## Work instruction
Everything in the records should be repeated exactly.

## Data section
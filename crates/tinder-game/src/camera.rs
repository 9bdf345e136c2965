//! Horizontal follow camera

/// Camera offset for a player at `player_x`.
///
/// `clamp(player_x - viewport_width * margin, 0, max(0, world_len - viewport_width))`.
/// A world narrower than the viewport pins the camera at 0.
pub fn camera_x(player_x: f32, viewport_width: f32, margin_fraction: f32, world_len: f32) -> f32 {
    let max_x = (world_len - viewport_width).max(0.0);
    (player_x - viewport_width * margin_fraction).clamp(0.0, max_x)
}

/// Cached camera offset, recomputed each frame after physics
#[derive(Clone, Debug, PartialEq)]
pub struct Camera {
    pub x: f32,
    pub margin_fraction: f32,
}

impl Camera {
    pub fn new(margin_fraction: f32) -> Self {
        Self {
            x: 0.0,
            margin_fraction,
        }
    }

    pub fn follow(&mut self, player_x: f32, viewport_width: f32, world_len: f32) {
        self.x = camera_x(player_x, viewport_width, self.margin_fraction, world_len);
    }

    /// World x to screen x
    pub fn to_screen(&self, world_x: f32) -> f32 {
        world_x - self.x
    }
}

## Your solution
filename crates/tinder-game/src/camera.rs
repository 9bdf345e136c2965
//! Horizontal follow camera

/// Camera offset for a player at `player_x`.
///
/// `clamp(player_x - viewport_width * margin, 0, max(0, world_len - viewport_width))`.
/// A world narrower than the viewport pins the camera at 0.
pub fn camera_x(player_x: f32, viewport_width: f32, margin_fraction: f32, world_len: f32) -> f32 {
    let max_x = (world_len - viewport_width).max(0.0);
    (player_x - viewport_width * margin_fraction).clamp(0.0, max_x)
}

/// Cached camera offset, recomputed each frame after physics
#[derive(Clone, Debug, PartialEq)]
pub struct Camera {
    pub x: f32,
    pub margin_fraction: f32,
}

impl Camera {
    pub fn new(margin_fraction: f32) -> Self {
        Self {
            x: 0.0,
            margin_fraction,
        }
    }

    pub fn follow(&mut self, player_x: f32, viewport_width: f32, world_len: f32) {
        self.x = camera_x(player_x, viewport_width, self.margin_fraction, world_len);
    }

    /// World x to screen x
    pub fn to_screen(&self, world_x: f32) -> f32 {
        world_x - self.x
    }
}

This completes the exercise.